Also Read| Constructions Class 10 Notes

## Benefits of NCERT Solutions for Class 10 Maths Chapter 11 Exercise 11.1

• NCERT solutions for Class 10 Maths chapter 11 exercise 11.1 are important as to get better understanding over the subject.

• Another benefit of exercise 11.1 Class 10 Maths is makes students understand terminologies like construction procedures and justification of the given diagram.

• Student can solve most of the question provided to him/her in his HW, exams or test.

Also see-

## NCERT Solutions Subject Wise

1. What is the sum of all angles of the triangle?

The sum of all angles of triangle is 180 degrees

2. A point A is 8 cm from the center of a circle with a radius of 10 cm.
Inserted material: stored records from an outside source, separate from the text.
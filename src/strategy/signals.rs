use serde::{Deserialize, Serialize};

use super::config::StrategyConfig;
use crate::indicators::{calculate_adx, calculate_ema, calculate_rsi, volume_ratio};
use crate::models::Candle;

/// Indicator values for one evaluated bar
///
/// Filter fields are only populated for strategy kinds that use them.
#[derive(Debug, Clone, Copy, PartialEq, Serialize, Deserialize)]
pub struct IndicatorSnapshot {
    pub fast: f64,
    pub medium: f64,
    pub slow: f64,
    pub rsi: Option<f64>,
    pub adx: Option<f64>,
    pub volume_ratio: Option<f64>,
}

impl IndicatorSnapshot {
    /// Compute every indicator the config needs over the full window
    ///
    /// Returns None if any of them is undefined or not finite.
    pub fn compute(candles: &[Candle], config: &StrategyConfig) -> Option<Self> {
        let closes: Vec<f64> = candles.iter().map(|c| c.close).collect();

        let fast = finite(calculate_ema(&closes, config.fast_period)?)?;
        let medium = finite(calculate_ema(&closes, config.medium_period)?)?;
        let slow = finite(calculate_ema(&closes, config.slow_period)?)?;

        let (rsi, adx, volume) = if config.kind.uses_filters() {
            let volumes: Vec<f64> = candles.iter().map(|c| c.volume).collect();
            let rsi = finite(calculate_rsi(&closes, config.rsi_period)?)?;
            let adx = finite(calculate_adx(candles, config.adx_period)?.adx)?;
            let volume = finite(volume_ratio(&volumes, config.volume_short, config.volume_long)?)?;
            (Some(rsi), Some(adx), Some(volume))
        } else {
            (None, None, None)
        };

        Some(Self {
            fast,
            medium,
            slow,
            rsi,
            adx,
            volume_ratio: volume,
        })
    }

    /// Fast and medium both above slow
    pub fn above_slow(&self) -> bool {
        self.fast > self.slow && self.medium > self.slow
    }
}

fn finite(value: f64) -> Option<f64> {
    value.is_finite().then_some(value)
}

/// `a` moved from at-or-below `b` to strictly above it
pub fn crossed_above(prev_a: f64, prev_b: f64, cur_a: f64, cur_b: f64) -> bool {
    prev_a <= prev_b && cur_a > cur_b
}

/// `a` moved from at-or-above `b` to strictly below it
pub fn crossed_below(prev_a: f64, prev_b: f64, cur_a: f64, cur_b: f64) -> bool {
    prev_a >= prev_b && cur_a < cur_b
}

/// Crossover predicates between two consecutive snapshots
#[derive(Debug, Clone, Copy)]
pub struct Crosses<'a> {
    pub prev: &'a IndicatorSnapshot,
    pub cur: &'a IndicatorSnapshot,
}

impl<'a> Crosses<'a> {
    pub fn new(prev: &'a IndicatorSnapshot, cur: &'a IndicatorSnapshot) -> Self {
        Self { prev, cur }
    }

    pub fn fast_above_medium(&self) -> bool {
        crossed_above(self.prev.fast, self.prev.medium, self.cur.fast, self.cur.medium)
    }

    pub fn fast_below_medium(&self) -> bool {
        crossed_below(self.prev.fast, self.prev.medium, self.cur.fast, self.cur.medium)
    }

    pub fn fast_above_slow(&self) -> bool {
        crossed_above(self.prev.fast, self.prev.slow, self.cur.fast, self.cur.slow)
    }

    pub fn fast_below_slow(&self) -> bool {
        crossed_below(self.prev.fast, self.prev.slow, self.cur.fast, self.cur.slow)
    }

    pub fn medium_below_slow(&self) -> bool {
        crossed_below(self.prev.medium, self.prev.slow, self.cur.medium, self.cur.slow)
    }

    /// RSI moved into the overbought zone on this bar
    pub fn rsi_above(&self, level: f64) -> bool {
        match (self.prev.rsi, self.cur.rsi) {
            (Some(prev), Some(cur)) => prev <= level && cur > level,
            _ => false,
        }
    }
}
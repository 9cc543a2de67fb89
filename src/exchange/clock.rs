use chrono::{DateTime, Duration, Utc};
use tracing::{info, warn};

use super::{Exchange, ExchangeError};

/// Offsets above this are worth telling the operator about
pub const SIGNIFICANT_OFFSET_MS: i64 = 1000;

/// Difference between exchange time and local time, measured once at startup
///
/// Every signed request timestamp and every "is this candle closed" check
/// goes through this value instead of the raw local clock.
#[derive(Debug, Clone, Copy, Default, PartialEq, Eq)]
pub struct ClockOffset {
    offset_ms: i64,
}

impl ClockOffset {
    pub fn from_millis(offset_ms: i64) -> Self {
        Self { offset_ms }
    }

    /// Offset from a server reading taken at local time `local`
    pub fn between(server: DateTime<Utc>, local: DateTime<Utc>) -> Self {
        Self {
            offset_ms: (server - local).num_milliseconds(),
        }
    }

    /// Ask the exchange for its time, using the midpoint of the round trip
    pub async fn measure(exchange: &dyn Exchange) -> Result<Self, ExchangeError> {
        let before = Utc::now();
        let server = exchange.server_time().await?;
        let after = Utc::now();
        let local = before + (after - before) / 2;

        let offset = Self::between(server, local);
        if offset.is_significant() {
            warn!(
                "⚠️  Local clock differs from exchange by {} ms, applying offset",
                offset.offset_ms
            );
        } else {
            info!("🕒 Clock offset to exchange: {} ms", offset.offset_ms);
        }
        Ok(offset)
    }

    pub fn offset_ms(&self) -> i64 {
        self.offset_ms
    }

    pub fn is_significant(&self) -> bool {
        self.offset_ms.abs() > SIGNIFICANT_OFFSET_MS
    }

    /// Exchange-aligned version of a local instant
    pub fn apply(&self, local: DateTime<Utc>) -> DateTime<Utc> {
        local + Duration::milliseconds(self.offset_ms)
    }

    pub fn now(&self) -> DateTime<Utc> {
        self.apply(Utc::now())
    }

    pub fn timestamp_ms(&self) -> i64 {
        self.now().timestamp_millis()
    }
}

#[cfg(test)]
mod tests {
    use super::*;
    use crate::exchange::PaperExchange;

    #[test]
    fn test_offset_between() {
        let local = DateTime::<Utc>::from_timestamp(1_700_000_000, 0).unwrap();
        let server = local + Duration::milliseconds(1500);

        let offset = ClockOffset::between(server, local);
        assert_eq!(offset.offset_ms(), 1500);
        assert!(offset.is_significant());
        assert_eq!(offset.apply(local), server);
    }

    #[test]
    fn test_small_offset_not_significant() {
        assert!(!ClockOffset::from_millis(-999).is_significant());
        assert!(ClockOffset::from_millis(-1001).is_significant());
        assert!(!ClockOffset::default().is_significant());
    }

    #[tokio::test]
    async fn test_measure_against_exchange() {
        let exchange = PaperExchange::new("USDT");
        exchange.set_server_offset_ms(5_000).await;

        let offset = ClockOffset::measure(&exchange).await.unwrap();
        assert!((offset.offset_ms() - 5_000).abs() < 200);
    }
}
#[cfg(test)]
mod tests {
    use super::*;
    use chrono::Duration;

    fn candles(closes: &[f64]) -> Vec<Candle> {
        let start = DateTime::<Utc>::from_timestamp(1_700_000_000, 0).unwrap();
        closes
            .iter()
            .enumerate()
            .map(|(i, &close)| Candle {
                open_time: start + Duration::hours(i as i64),
                close_time: start + Duration::hours(i as i64 + 1) - Duration::milliseconds(1),
                open: close,
                high: close + 0.5,
                low: close - 0.5,
                close,
                volume: 100.0,
            })
            .collect()
    }

    fn crossover() -> PairStrategy {
        PairStrategy::new(
            StrategyConfig::new("BTCUSDT", StrategyKind::Crossover).with_periods(2, 3, 5),
        )
    }

    /// Feed growing windows of `closes` starting at `from` bars
    fn run(strategy: &mut PairStrategy, closes: &[f64], from: usize, holding: bool) -> Vec<Action> {
        let all = candles(closes);
        (from..=all.len())
            .map(|end| strategy.decide(&all[..end], holding))
            .collect()
    }

    #[test]
    fn test_insufficient_data_holds_without_state() {
        let mut strategy = crossover();
        let all = candles(&[10.0; 5]);
        assert_eq!(strategy.decide(&all, false), Action::Hold);
        assert_eq!(strategy.state(), StrategyState::default());
    }

    #[test]
    fn test_first_sufficient_bar_primes() {
        let mut strategy = crossover();
        let all = candles(&[10.0; 6]);
        let decision = strategy.evaluate(&all, false);
        assert_eq!(decision.action, Action::Hold);
        assert!(decision.reason.contains("Priming"));
        assert!(strategy.state().previous.is_some());
    }

    #[test]
    fn test_crossover_buy_after_priming() {
        let mut strategy = crossover();
        let closes = [10.0, 10.0, 10.0, 10.0, 10.0, 10.0, 10.0, 11.0, 12.0, 15.0];
        let actions = run(&mut strategy, &closes, 6, false);
        assert_eq!(actions[0], Action::Hold);
        assert_eq!(actions[1], Action::Hold);
        assert_eq!(actions[2], Action::Buy);
    }

    #[test]
    fn test_same_bar_twice_is_deduplicated() {
        let mut strategy = crossover();
        let closes = [10.0, 10.0, 10.0, 10.0, 10.0, 10.0, 10.0, 11.0];
        let all = candles(&closes);
        strategy.decide(&all[..7], false);

        assert_eq!(strategy.decide(&all, false), Action::Buy);
        let state = strategy.state();
        assert_eq!(strategy.decide(&all, false), Action::Hold);
        assert_eq!(strategy.state(), state);
    }

    #[test]
    fn test_never_buys_while_holding() {
        let mut strategy = crossover();
        let closes = [10.0, 10.0, 10.0, 10.0, 10.0, 10.0, 10.0, 11.0, 12.0, 15.0];
        let actions = run(&mut strategy, &closes, 6, true);
        assert!(actions.iter().all(|a| *a != Action::Buy));
    }

    #[test]
    fn test_emergency_sell_fires_when_flat() {
        let mut strategy = crossover();
        let closes = [10.0, 10.0, 10.0, 10.0, 10.0, 10.0, 10.0, 8.0];
        let actions = run(&mut strategy, &closes, 7, false);
        assert_eq!(actions, vec![Action::Hold, Action::Sell]);
    }

    #[test]
    fn test_nan_window_does_not_advance_state() {
        let mut strategy = crossover();
        let mut closes = vec![10.0; 7];
        strategy.decide(&candles(&closes)[..6], false);
        let state = strategy.state();

        closes[6] = f64::NAN;
        assert_eq!(strategy.decide(&candles(&closes), false), Action::Hold);
        assert_eq!(strategy.state(), state);
    }

    #[test]
    fn test_restore_round_trips_state() {
        let mut strategy = crossover();
        strategy.decide(&candles(&[10.0; 6]), false);
        let state = strategy.state();

        let mut restored = crossover();
        restored.restore(state.clone());
        assert_eq!(restored.state(), state);

        let closes = [10.0, 10.0, 10.0, 10.0, 10.0, 10.0, 11.0];
        assert_eq!(restored.decide(&candles(&closes), false), Action::Buy);
    }

    fn filtered(kind: StrategyKind) -> PairStrategy {
        let mut config = StrategyConfig::new("ETHUSDT", kind).with_periods(2, 3, 5);
        config.rsi_period = 3;
        config.adx_period = 2;
        config.adx_threshold = 0.0;
        config.volume_short = 1;
        config.volume_long = 3;
        config.volume_threshold = 0.5;
        config.lookback_buffer = 0;
        PairStrategy::new(config)
    }

    #[test]
    fn test_filtered_rejects_overbought_entry() {
        // Straight rally: RSI pinned at 100, so the crossover is filtered out
        let mut strategy = filtered(StrategyKind::FilteredCrossover);
        let closes = [10.0, 10.0, 10.0, 10.0, 10.0, 10.0, 11.0];
        let actions = run(&mut strategy, &closes, 6, false);
        assert_eq!(actions, vec![Action::Hold, Action::Hold]);
    }

    fn trending_snapshot(fast: f64) -> IndicatorSnapshot {
        IndicatorSnapshot {
            fast,
            medium: 10.0,
            slow: 9.0,
            rsi: Some(50.0),
            adx: Some(25.0),
            volume_ratio: Some(2.0),
        }
    }

    #[test]
    fn test_filtered_buys_when_filters_pass() {
        let strategy = filtered(StrategyKind::FilteredCrossover);
        let prev = trending_snapshot(10.0);
        let cur = trending_snapshot(10.5);

        let decision = strategy.decide_filtered(&Crosses::new(&prev, &cur), false);
        assert_eq!(decision.action, Action::Buy);

        let weak_volume = IndicatorSnapshot { volume_ratio: Some(0.1), ..cur };
        let decision = strategy.decide_filtered(&Crosses::new(&prev, &weak_volume), false);
        assert_eq!(decision.action, Action::Hold);
    }

    #[test]
    fn test_filtered_exits_on_rsi_overbought_cross() {
        let strategy = filtered(StrategyKind::FilteredCrossover);
        let prev = IndicatorSnapshot { rsi: Some(65.0), ..trending_snapshot(10.5) };
        let cur = IndicatorSnapshot { rsi: Some(72.0), ..trending_snapshot(10.8) };

        let decision = strategy.decide_filtered(&Crosses::new(&prev, &cur), true);
        assert_eq!(decision.action, Action::Sell);
        assert!(decision.reason.contains("RSI"));

        // flat pairs ignore the RSI exit
        let decision = strategy.decide_filtered(&Crosses::new(&prev, &cur), false);
        assert_eq!(decision.action, Action::Hold);
    }

    #[test]
    fn test_trend_reentry_arms_and_fires_secondary_buy() {
        let mut strategy = filtered(StrategyKind::TrendReentry);
        let fast = 12.0;
        let prev = IndicatorSnapshot {
            fast: 11.0,
            medium: 10.5,
            slow: 10.0,
            rsi: Some(50.0),
            adx: Some(30.0),
            volume_ratio: Some(2.0),
        };
        // fast dips under medium while both stay above slow
        let dip = IndicatorSnapshot { fast: 10.4, ..prev };
        let crosses = Crosses::new(&prev, &dip);
        assert_eq!(strategy.decide_trend_reentry(&crosses, false).action, Action::Hold);
        assert!(strategy.is_waiting_for_secondary_buy());

        // fast re-crosses medium above slow
        let recover = IndicatorSnapshot { fast, ..prev };
        let crosses = Crosses::new(&dip, &recover);
        let decision = strategy.decide_trend_reentry(&crosses, false);
        assert_eq!(decision.action, Action::Buy);
        assert!(decision.reason.contains("Secondary"));
        assert!(!strategy.is_waiting_for_secondary_buy());
    }

    #[test]
    fn test_trend_reentry_cleared_by_fast_below_slow() {
        let mut strategy = filtered(StrategyKind::TrendReentry);
        strategy.state.waiting_for_secondary_buy = true;

        let prev = IndicatorSnapshot {
            fast: 10.4,
            medium: 10.5,
            slow: 10.0,
            rsi: Some(50.0),
            adx: Some(30.0),
            volume_ratio: Some(2.0),
        };
        let breakdown = IndicatorSnapshot { fast: 9.5, ..prev };
        let decision = strategy.decide_trend_reentry(&Crosses::new(&prev, &breakdown), true);
        assert_eq!(decision.action, Action::Sell);
        assert!(!strategy.is_waiting_for_secondary_buy());
    }

    #[test]
    fn test_trend_reentry_holding_exits() {
        let mut strategy = filtered(StrategyKind::TrendReentry);
        let prev = IndicatorSnapshot {
            fast: 11.0,
            medium: 10.5,
            slow: 10.0,
            rsi: Some(50.0),
            adx: Some(30.0),
            volume_ratio: Some(2.0),
        };

        let medium_break = IndicatorSnapshot { medium: 9.9, ..prev };
        let decision = strategy.decide_trend_reentry(&Crosses::new(&prev, &medium_break), true);
        assert_eq!(decision.action, Action::Sell);
        assert!(decision.reason.contains("Medium"));

        let fast_dip = IndicatorSnapshot { fast: 10.4, ..prev };
        let decision = strategy.decide_trend_reentry(&Crosses::new(&prev, &fast_dip), true);
        assert_eq!(decision.action, Action::Sell);

        // not holding: same dip only arms the re-entry
        let mut flat = filtered(StrategyKind::TrendReentry);
        let decision = flat.decide_trend_reentry(&Crosses::new(&prev, &fast_dip), false);
        assert_eq!(decision.action, Action::Hold);
        assert!(flat.is_waiting_for_secondary_buy());
    }

    #[test]
    fn test_trend_reentry_primary_requires_adx() {
        let mut strategy = filtered(StrategyKind::TrendReentry);
        let prev = IndicatorSnapshot {
            fast: 9.9,
            medium: 9.8,
            slow: 10.0,
            rsi: Some(50.0),
            adx: Some(0.0),
            volume_ratio: Some(2.0),
        };
        let cross = IndicatorSnapshot { fast: 10.2, ..prev };
        // adx must be strictly above the threshold (0.0)
        let decision = strategy.decide_trend_reentry(&Crosses::new(&prev, &cross), false);
        assert_eq!(decision.action, Action::Hold);

        let strong = IndicatorSnapshot { adx: Some(25.0), ..cross };
        let decision = strategy.decide_trend_reentry(&Crosses::new(&prev, &strong), false);
        assert_eq!(decision.action, Action::Buy);
    }
}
What is the maximum number of tangents that may be traced from point A to the circle?

The radius of the given circle is  10cm and point A is 8 cm from center of circle hence

The point lies inside of the circle hence no tangents can be traced from that point

3. A perpendicular line segment traced from the vertex of a triangle to the opposite side is called a

A perpendicular line segment traced from the vertex of a triangle to the opposite side is called an Altitude

4. How many Exercises are there in chapter 11 Class 10 Maths?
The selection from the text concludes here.